Similar to that incident in May, the hacker launched a flash loan attack to drain Impossible Finance’s liquidity pool with the help of a fake token.
Impossible finance got exploited today for $500k.https://t.co/mzCPRluOjn
Same exploit as the burger swap one:https://t.co/3PkVtn7Hi7
If the original project gets hacked, why don’t the forks react?
— Mudit Gupta (@Mudit__Gupta) June 21, 2021
A flash loan attack is an exploit wherein a hacker takes an uncollateralized loan from a lending protocol and manipulates the market in their favor via a series of technical tricks.
Binance CEO CZ Defends Binance Smart Chain’s Ethereum Copycats
Security firm WatchPlug said that the hacker used a vulnerability in the liquidity pool’s smart contract to perform multiple swaps of IF, Impossible Finance’s native token, to BUSD and then to BNB to repay the flash loan.
The unusual thing, however, is that the swaps were made “in a row at about the same price,” which is “usually impossible” because of the slippage.
At 4 AM UTC, Jun 21, $0.5M was stolen from Impossible Finance.
The hacker made multiple swaps in a row at about the same price and drained the LP, which is usually impossible.
How does Impossible Finance make the impossible possible?

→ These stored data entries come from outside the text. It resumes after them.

//! The host application's run loop, abstracted so the manager never assumes
//! it owns the thread it runs on.

use std::cmp::Ordering;
use std::collections::{BinaryHeap, VecDeque};
use std::sync::atomic::{AtomicUsize, Ordering as AtomicOrdering};
use std::sync::{Arc, Condvar, Mutex, Weak};
use std::time::{Duration, Instant};

/// A unit of work the host loop runs on its own thread, outside of any
/// scheduler bookkeeping. The manager uses this to post its own `do_work`
/// continuations; it is also exposed so other subsystems can share the same
/// loop.
pub type Job = Box<dyn FnOnce() + Send + 'static>;

/// Notified when the host loop is about to shut down, so subsystems can
/// release resources that must not outlive the loop.
pub trait DestructionObserver: Send + Sync {
    /// Called once, from the thread running the loop, before `run` returns.
    fn will_destroy_current_message_loop(&self);
}

/// The host application's event loop, as seen by the scheduler.
///
/// A real application has exactly one of these driving its main thread; the
/// manager never spawns threads of its own and never assumes it is the only
/// thing posting to the loop.
pub trait HostLoop: Send + Sync {
    /// Posts a job to run as soon as the loop is free, possibly nested
    /// inside the job currently running.
    fn post(&self, job: Job);

    /// Posts a job to run no sooner than `delay` from now.
    fn post_delayed(&self, job: Job, delay: Duration);

    /// Posts a job that must not run nested inside another job; it is
    /// deferred to the outermost loop iteration currently pending.
    fn post_non_nestable(&self, job: Job);

    /// Returns true if called from within a job that is itself running
    /// nested inside another job's call stack.
    fn is_nested(&self) -> bool;

    /// Registers an observer to be notified when the loop is about to stop.
    /// Held weakly: registering does not keep `observer` (or whatever it
    /// transitively owns) alive, so a manager that is otherwise dropped
    /// before the loop tears down can still actually go away.
    fn add_destruction_observer(&self, observer: Arc<dyn DestructionObserver>);
}

struct DelayedJob {
    run_at: Instant,
    sequence: u64,
    job: Job,
}

impl PartialEq for DelayedJob {
    fn eq(&self, other: &Self) -> bool {
        self.run_at == other.run_at && self.sequence == other.sequence
    }
}
impl Eq for DelayedJob {}

impl PartialOrd for DelayedJob {
    fn partial_cmp(&self, other: &Self) -> Option<Ordering> {
        Some(self.cmp(other))
    }
}

impl Ord for DelayedJob {
    fn cmp(&self, other: &Self) -> Ordering {
        self.run_at
            .cmp(&other.run_at)
            .then_with(|| self.sequence.cmp(&other.sequence))
    }
}

// BinaryHeap is a max-heap; wrap so the heap pops the *earliest* delayed job.
struct EarliestFirst(DelayedJob);

impl PartialEq for EarliestFirst {
    fn eq(&self, other: &Self) -> bool {
        self.0 == other.0
    }
}
impl Eq for EarliestFirst {}
impl PartialOrd for EarliestFirst {
    fn partial_cmp(&self, other: &Self) -> Option<Ordering> {
        Some(self.cmp(other))
    }
}
impl Ord for EarliestFirst {
    fn cmp(&self, other: &Self) -> Ordering {
        other.0.cmp(&self.0)
    }
}

#[derive(Default)]
struct LoopState {
    immediate: VecDeque<Job>,
    delayed: BinaryHeap<EarliestFirst>,
    outer_only: VecDeque<Job>,
    next_delayed_sequence: u64,
    stopped: bool,
}

/// A single-thread [`HostLoop`]: whichever thread calls [`run`](Self::run) or
/// [`run_until_idle`](Self::run_until_idle) is the loop. There is no
/// background worker; posting from another thread only wakes the thread
/// already blocked inside `run`.
///
/// Non-nestable jobs posted while a job is running nested are held in
/// `outer_only` and released only when the nesting depth drops back to zero,
/// matching the host loop's own non-nestable-task contract.
pub struct SingleThreadHostLoop {
    state: Mutex<LoopState>,
    condvar: Condvar,
    nesting_depth: AtomicUsize,
    destruction_observers: Mutex<Vec<Weak<dyn DestructionObserver>>>,
}

impl SingleThreadHostLoop {
    /// Creates an idle loop. Call `run` or `run_until_idle` from the thread
    /// that should own it.
    pub fn new() -> Arc<Self> {
        Arc::new(SingleThreadHostLoop {
            state: Mutex::new(LoopState::default()),
            condvar: Condvar::new(),
            nesting_depth: AtomicUsize::new(0),
            destruction_observers: Mutex::new(Vec::new()),
        })
    }

    /// Runs until `stop` is called, blocking the calling thread whenever
    /// there is no work due.
    pub fn run(self: &Arc<Self>) {
        self.run_inner(true);
    }

    /// Runs every job currently ready (and any jobs those jobs post, in
    /// turn) without blocking for future delayed work, then returns. Used by
    /// tests to drive the scheduler to quiescence deterministically.
    pub fn run_until_idle(self: &Arc<Self>) {
        self.run_inner(false);
    }

    /// Stops the loop; a `run` blocked on this loop returns once it next
    /// wakes.
    pub fn stop(&self) {
        let mut state = self.state.lock().unwrap();
        state.stopped = true;
        self.condvar.notify_all();
    }

    /// Runs the single earliest-registered delayed job immediately,
    /// ignoring how much real time has actually elapsed. Returns `false` if
    /// no delayed job is registered.
    ///
    /// Pairs with [`crate::clock::ManualClock`]: a test advances the manual
    /// clock, then calls this to make the scheduler's delayed wake fire
    /// without sleeping in real time.
    pub fn fire_next_delayed(self: &Arc<Self>) -> bool {
        let job = {
            let mut state = self.state.lock().unwrap();
            state.delayed.pop().map(|EarliestFirst(d)| d.job)
        };
        match job {
            Some(job) => {
                self.nesting_depth.fetch_add(1, AtomicOrdering::SeqCst);
                job();
                self.nesting_depth.fetch_sub(1, AtomicOrdering::SeqCst);
                true
            }
            None => false,
        }
    }

    fn run_inner(self: &Arc<Self>, block_for_delayed: bool) {
        loop {
            let job = {
                let mut state = self.state.lock().unwrap();
                loop {
                    if state.stopped {
                        self.notify_destruction();
                        return;
                    }
                    if let Some(job) = state.immediate.pop_front() {
                        break Some(job);
                    }
                    if self.nesting_depth.load(AtomicOrdering::SeqCst) == 0 {
                        if let Some(job) = state.outer_only.pop_front() {
                            break Some(job);
                        }
                    }
                    let now = Instant::now();
                    if let Some(EarliestFirst(top)) = state.delayed.peek() {
                        if top.run_at <= now {
                            let EarliestFirst(due) = state.delayed.pop().unwrap();
                            break Some(due.job);
                        }
                        if !block_for_delayed {
                            return;
                        }
                        let wait = top.run_at - now;
                        let (guard, _) = self.condvar.wait_timeout(state, wait).unwrap();
                        state = guard;
                        continue;
                    }
                    if !block_for_delayed {
                        return;
                    }
                    state = self.condvar.wait(state).unwrap();
                }
            };
            if let Some(job) = job {
                self.nesting_depth.fetch_add(1, AtomicOrdering::SeqCst);
                job();
                self.nesting_depth.fetch_sub(1, AtomicOrdering::SeqCst);
            }
        }
    }

    fn notify_destruction(&self) {
        for observer in self.destruction_observers.lock().unwrap().drain(..) {
            if let Some(observer) = observer.upgrade() {
                observer.will_destroy_current_message_loop();
            }
        }
    }
}

impl HostLoop for SingleThreadHostLoop {
    fn post(&self, job: Job) {
        let mut state = self.state.lock().unwrap();
        state.immediate.push_back(job);
        self.condvar.notify_all();
    }

    fn post_delayed(&self, job: Job, delay: Duration) {
        let mut state = self.state.lock().unwrap();
        let sequence = state.next_delayed_sequence;
        state.next_delayed_sequence += 1;
        state.delayed.push(EarliestFirst(DelayedJob {
            run_at: Instant::now() + delay,
            sequence,
            job,
        }));
        self.condvar.notify_all();
    }

    fn post_non_nestable(&self, job: Job) {
        let mut state = self.state.lock().unwrap();
        state.outer_only.push_back(job);
        self.condvar.notify_all();
    }

    fn is_nested(&self) -> bool {
        self.nesting_depth.load(AtomicOrdering::SeqCst) > 1
    }

    fn add_destruction_observer(&self, observer: Arc<dyn DestructionObserver>) {
        self.destruction_observers
            .lock()
            .unwrap()
            .push(Arc::downgrade(&observer));
    }
}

Read our analysis:https://t.co/3r0p1dOFWz
— WatchPug (@WatchPug_) June 21, 2021
Other notable victims of flash loan attacks on the Binance Smart Chain include PancakeBunny, which lost as much as $45 million in customer funds, and BeltFinance, which was exploited for $6.2 million.
The team behind the Impossible Finance protocol confirmed the news on Telegram and assured that it would compensate all funds deposited into liquidity pools prior to the attack.
Currently, all liquidity pool rewards are paused, while users are urged not to add or withdraw funds for IF/BUSD and IF/BNB pairs. The team said it is working with PeckShield, WatchPlug, and “other community whitehats to investigate the situation and will have a detailed event report.”
The attack on Impossible Finance happened less than three weeks after the protocol had raised $7 million in a seed round co-led by True Ventures, CMS Holdings, Alameda Research, and Hashed.
The project was initially built on the Binance Smart Chain but allegedly plans to expand its functionality to Ethereum and Polygon.